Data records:
-----

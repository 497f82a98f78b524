//! Top-level window.
//!
//! A [`Shell`] is the root of a widget tree. Controls, menus and tooltips
//! are created with a shell as their parent and are disposed with it.
//!
//! # Example
//!
//! ```ignore
//! let shell = Shell::new(&display, Style::NONE)?;
//! shell.set_text("Settings")?;
//! shell.on(EventType::Close, |event| event.doit = confirm_close())?;
//! shell.open()?;
//! ```

use std::sync::Arc;

use parking_lot::Mutex;

use horizon_bridge_core::{
    Display, Error, Event, EventType, Handle, HandleClass, NativeCommand, NativeSignal,
    NativeWidget, Result, SignalKind, Style, Widget, WidgetBuilder, WidgetCore,
};

use super::{Menu, check_orientation, direction_of, orientation_of, send_input_event};

const SHELL_SIGNALS: &[SignalKind] = &[
    SignalKind::DeleteRequest,
    SignalKind::Show,
    SignalKind::Hide,
    SignalKind::FocusIn,
    SignalKind::FocusOut,
    SignalKind::KeyPress,
];

#[derive(Default)]
struct ShellState {
    text: String,
    visible: bool,
    menu_bar: Option<Menu>,
}

pub(crate) struct ShellInner {
    core: WidgetCore,
    orientation: Mutex<Style>,
    state: Mutex<ShellState>,
}

/// A top-level window.
#[derive(Clone)]
pub struct Shell {
    inner: Arc<ShellInner>,
}

impl Shell {
    /// Create a shell on `display`.
    pub fn new(display: &Display, style: Style) -> Result<Self> {
        let style = check_orientation(style);
        let inner = WidgetBuilder::new(display, "Shell", style)
            .handle(HandleClass::Window)
            .build(|core| ShellInner {
                core,
                orientation: Mutex::new(orientation_of(style)),
                state: Mutex::new(ShellState::default()),
            })?;
        if style.has(Style::RIGHT_TO_LEFT) {
            inner.core.apply(NativeCommand::SetDirection(direction_of(style)))?;
        }
        Ok(Self { inner })
    }

    /// The title text.
    pub fn text(&self) -> Result<String> {
        self.inner.core.check_widget()?;
        Ok(self.inner.state.lock().text.clone())
    }

    /// Set the title text.
    pub fn set_text(&self, text: impl Into<String>) -> Result<()> {
        self.inner.core.check_widget()?;
        let text = text.into();
        self.inner.state.lock().text = text.clone();
        self.inner.core.apply(NativeCommand::SetText(text))
    }

    /// Whether the shell is visible.
    pub fn is_visible(&self) -> Result<bool> {
        self.inner.core.check_widget()?;
        Ok(self.inner.state.lock().visible)
    }

    /// Show or hide the shell, sending `Show` or `Hide` on a change.
    pub fn set_visible(&self, visible: bool) -> Result<()> {
        self.inner.core.check_widget()?;
        {
            let mut state = self.inner.state.lock();
            if state.visible == visible {
                return Ok(());
            }
            state.visible = visible;
        }
        self.inner.core.apply(NativeCommand::SetVisible(visible))?;
        let event_type = if visible {
            EventType::Show
        } else {
            EventType::Hide
        };
        self.inner.core.send_event(Event::new(event_type))?;
        Ok(())
    }

    /// Make the shell visible.
    pub fn open(&self) -> Result<()> {
        self.set_visible(true)
    }

    /// Request that the shell close.
    ///
    /// Sends `Close` and disposes the shell unless a listener cleared
    /// `doit`. Returns whether the shell was disposed.
    pub fn close(&self) -> Result<bool> {
        self.inner.core.check_widget()?;
        self.inner.close()
    }

    /// The menu bar, if one is set.
    pub fn menu_bar(&self) -> Result<Option<Menu>> {
        self.inner.core.check_widget()?;
        let menu_bar = self.inner.state.lock().menu_bar.clone();
        Ok(menu_bar.filter(|menu| !menu.core().is_disposed()))
    }

    /// Set or clear the menu bar.
    ///
    /// The menu must be a `BAR` menu created for this shell.
    pub fn set_menu_bar(&self, menu: Option<&Menu>) -> Result<()> {
        self.inner.core.check_widget()?;
        let handle = match menu {
            Some(menu) => {
                menu.core().check_widget()?;
                if !menu.core().style().has(Style::BAR) {
                    return Err(Error::InvalidArgument("menu is not a menu bar"));
                }
                if menu.shell_id() != self.inner.core.id() {
                    return Err(Error::InvalidArgument("menu belongs to another shell"));
                }
                menu.core().handle()
            }
            None => None,
        };
        self.inner.state.lock().menu_bar = menu.cloned();
        self.inner.core.apply(NativeCommand::SetMenuBar(handle))
    }

    /// The orientation, `LEFT_TO_RIGHT` or `RIGHT_TO_LEFT`.
    pub fn orientation(&self) -> Result<Style> {
        self.inner.core.check_widget()?;
        Ok(*self.inner.orientation.lock())
    }

    /// Change the orientation. Other values are ignored.
    pub fn set_orientation(&self, orientation: Style) -> Result<()> {
        self.inner.core.check_widget()?;
        if orientation != Style::LEFT_TO_RIGHT && orientation != Style::RIGHT_TO_LEFT {
            return Ok(());
        }
        *self.inner.orientation.lock() = orientation;
        self.inner
            .core
            .apply(NativeCommand::SetDirection(direction_of(orientation)))
    }

    pub(crate) fn from_inner(inner: Arc<ShellInner>) -> Self {
        Self { inner }
    }

    pub(crate) fn downgrade(&self) -> std::sync::Weak<ShellInner> {
        Arc::downgrade(&self.inner)
    }
}

impl ShellInner {
    fn close(&self) -> Result<bool> {
        let event = self.core.send_event(Event::new(EventType::Close))?;
        if event.doit {
            self.core.dispose()?;
        }
        Ok(event.doit)
    }
}

impl NativeWidget for ShellInner {
    fn core(&self) -> &WidgetCore {
        &self.core
    }

    fn signals(&self, class: HandleClass) -> &'static [SignalKind] {
        match class {
            HandleClass::Window => SHELL_SIGNALS,
            _ => &[],
        }
    }

    fn handle_signal(&self, _handle: Handle, signal: &NativeSignal) -> Result<()> {
        match signal {
            NativeSignal::DeleteRequest => {
                self.close()?;
            }
            NativeSignal::Show | NativeSignal::Hide => {
                let visible = matches!(signal, NativeSignal::Show);
                {
                    let mut state = self.state.lock();
                    if state.visible == visible {
                        return Ok(());
                    }
                    state.visible = visible;
                }
                let event_type = if visible {
                    EventType::Show
                } else {
                    EventType::Hide
                };
                self.core.send_event(Event::new(event_type))?;
            }
            other => {
                send_input_event(&self.core, other)?;
            }
        }
        Ok(())
    }

    fn release_widget(&self) {
        self.state.lock().menu_bar = None;
    }
}

impl Widget for Shell {
    fn core(&self) -> &WidgetCore {
        &self.inner.core
    }
}

impl PartialEq for Shell {
    fn eq(&self, other: &Self) -> bool {
        Arc::ptr_eq(&self.inner, &other.inner)
    }
}

impl std::fmt::Debug for Shell {
    fn fmt(&self, f: &mut std::fmt::Formatter<'_>) -> std::fmt::Result {
        f.debug_struct("Shell").field("core", &self.inner.core).finish()
    }
}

-----

Of the lines above, output exactly those from the line bearing "pub struct Shell" through the line bearing "let style = check_orientation(style);", inclusive.

pub struct Shell {
    inner: Arc<ShellInner>,
}

impl Shell {
    /// Create a shell on `display`.
    pub fn new(display: &Display, style: Style) -> Result<Self> {
        let style = check_orientation(style);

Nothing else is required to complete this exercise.